A blast from the past.. 1948 South Dakota Republican State Platform. Platform planks on Teacher Shortages and pro-labor overtures.

I’ve had my nose buried in work lately, but as I was doing a long-overdue cleaning of nonsense off of my desk, I did stumble across a 1948 flyer for the SDGOP I’d picked up several months back.

I grab stuff like this not just because I’m a hoarder collector of old South Dakota political items, but with paper pamphlets of years gone by, we see how much politics and the SDOGP has changed over the decades.  It’s one reason I tend to roll my eyes when people have an intractable bent about “following the Republican platform,” which is as fluid a document as you can find.  Back in 1988 when I started, they didn’t want to put a pro-life plank in the platform. Now, it’s hard to imagine one without it.

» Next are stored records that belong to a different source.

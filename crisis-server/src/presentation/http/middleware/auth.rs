use axum::{
    extract::{FromRequestParts, Request, State},
    http::{HeaderMap, header, request::Parts},
    middleware::Next,
    response::Response,
};

use crate::presentation::AppState;
use crate::presentation::http::app_error::AppError;

#[derive(Debug, Clone)]
pub(crate) struct AuthenticatedUser {
    pub(crate) user_id: i64,
    pub(crate) username: String,
}

impl<S> FromRequestParts<S> for AuthenticatedUser
where
    S: Send + Sync,
{
    type Rejection = AppError;

    async fn from_request_parts(parts: &mut Parts, _state: &S) -> Result<Self, Self::Rejection> {
        parts
            .extensions
            .get::<AuthenticatedUser>()
            .cloned()
            .ok_or(AppError::Unauthorized)
    }
}

pub(crate) async fn jwt_auth_middleware(
    State(state): State<AppState>,
    mut request: Request,
    next: Next,
) -> Result<Response, AppError> {
    let token = bearer_token(request.headers()).ok_or(AppError::Unauthorized)?;

    let claims = state
        .jwt
        .verify_token(token)
        .map_err(|_| AppError::Unauthorized)?;

    request.extensions_mut().insert(AuthenticatedUser {
        user_id: claims.user_id,
        username: claims.username,
    });

    Ok(next.run(request).await)
}

/// Extracts the token from `Authorization: Bearer <token>`.
fn bearer_token(headers: &HeaderMap) -> Option<&str> {
    let auth_header = headers
        .get(header::AUTHORIZATION)
        .and_then(|value| value.to_str().ok())?;

    let mut parts = auth_header.split_whitespace();
    let scheme = parts.next()?;
    let token = parts.next()?;
    if parts.next().is_some() || !scheme.eq_ignore_ascii_case("bearer") {
        return None;
    }

    let token = token.trim();
    (!token.is_empty()).then_some(token)
}
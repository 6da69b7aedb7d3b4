pub(crate) mod comment;
pub(crate) mod disaster;
pub(crate) mod error;
pub(crate) mod stats;
pub(crate) mod user;
use axum::Router;
use axum::middleware;
use axum::routing::{get, post, put};

use crate::presentation::AppState;
use crate::presentation::http::handlers::comments::{
    create_comment, delete_comment, get_comment, list_comments, update_comment,
};
use crate::presentation::http::middleware::auth::jwt_auth_middleware;

pub(crate) fn router(state: AppState) -> Router<AppState> {
    let public = Router::new()
        .route("/", get(list_comments))
        .route("/{id}", get(get_comment));

    let protected = Router::new()
        .route("/", post(create_comment))
        .route("/{id}", put(update_comment).delete(delete_comment))
        .layer(middleware::from_fn_with_state(
            state.clone(),
            jwt_auth_middleware,
        ));

    public.merge(protected)
}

As we’re shaped by the politics of our time more than anything, put on your fedora, and take a look back 75 years to the post-war era in 1948 to see if you could “follow the Republican platform.”  I’m guessing there’s a few items in there that might be a little of a challenge..

“The Republican Party of South Dakota recognizes the right of Labor, to organize, to bargain collectively, and to strike, it pledges itself to protect these fundamental rights.”  Didn’t know there was a pro-union plank in the platform at one time. Not so much anymore.

But also note some of the big issues of the day, as things have not changed so much. Such as with teacher shortages, noting  “Recognizing the problem of teacher shortage in schools and colleges, the Party pledges necessary action which will retain worthy and qualified teachers, and attract to the profession the best of talent such legislation to include adequate appropriation for the administration of the retirement system and the state’s contribution thereto.”

Ready to get on board with the Dewey – Mundt – Francis Case – George T Mickelson ticket?

5 thoughts on “A blast from the past.. 1948 South Dakota Republican State Platform. Platform planks on Teacher Shortages and pro-labor overtures.”

  1. Yes. I see absolutely nothing in error in this platform. Perhaps the outlook forecasted for the Missouri River Development is too optimistic. We are still putting that plank in place, 70 years later. The platform is reflective of the fact that the Party couldn’t beat down the New Deal and decided, to defuse Truman’s strength, by adopting some of the New Deals’ basic precepts, including the pro labor Wagner Act. Truman took advantage of a serious decline in agriculture markets to win the Midwest and defeat Dewey once again.

  2. republicans back then really had to fight their democrat opponents to win. notice their ability to change and pivot to position themselves for an effective fight. take note, modern democrats and wingnuts.

    1. i checked RealClearPolitics last night – donald trump still has a more-than 50 percent early preference rating among republicans polled, i think desantis was at 37 percent. with trump you won’t even need a platform if he’s the candidate. he’s bigger than any platform or party.

  3. I will study this in more detail later today when I can read it on a monitor instead of an iphone, but the first thing I noticed is that a lot of those planks seem to be resolutions, congratulating individuals by name for their leadership.

    Those of us who have served on the platform committee have a term for resolutions-which-don’t-belong-in-the-platform: we call them all “pine beetles.”

    It took us years to get the pine beetles out of the platform.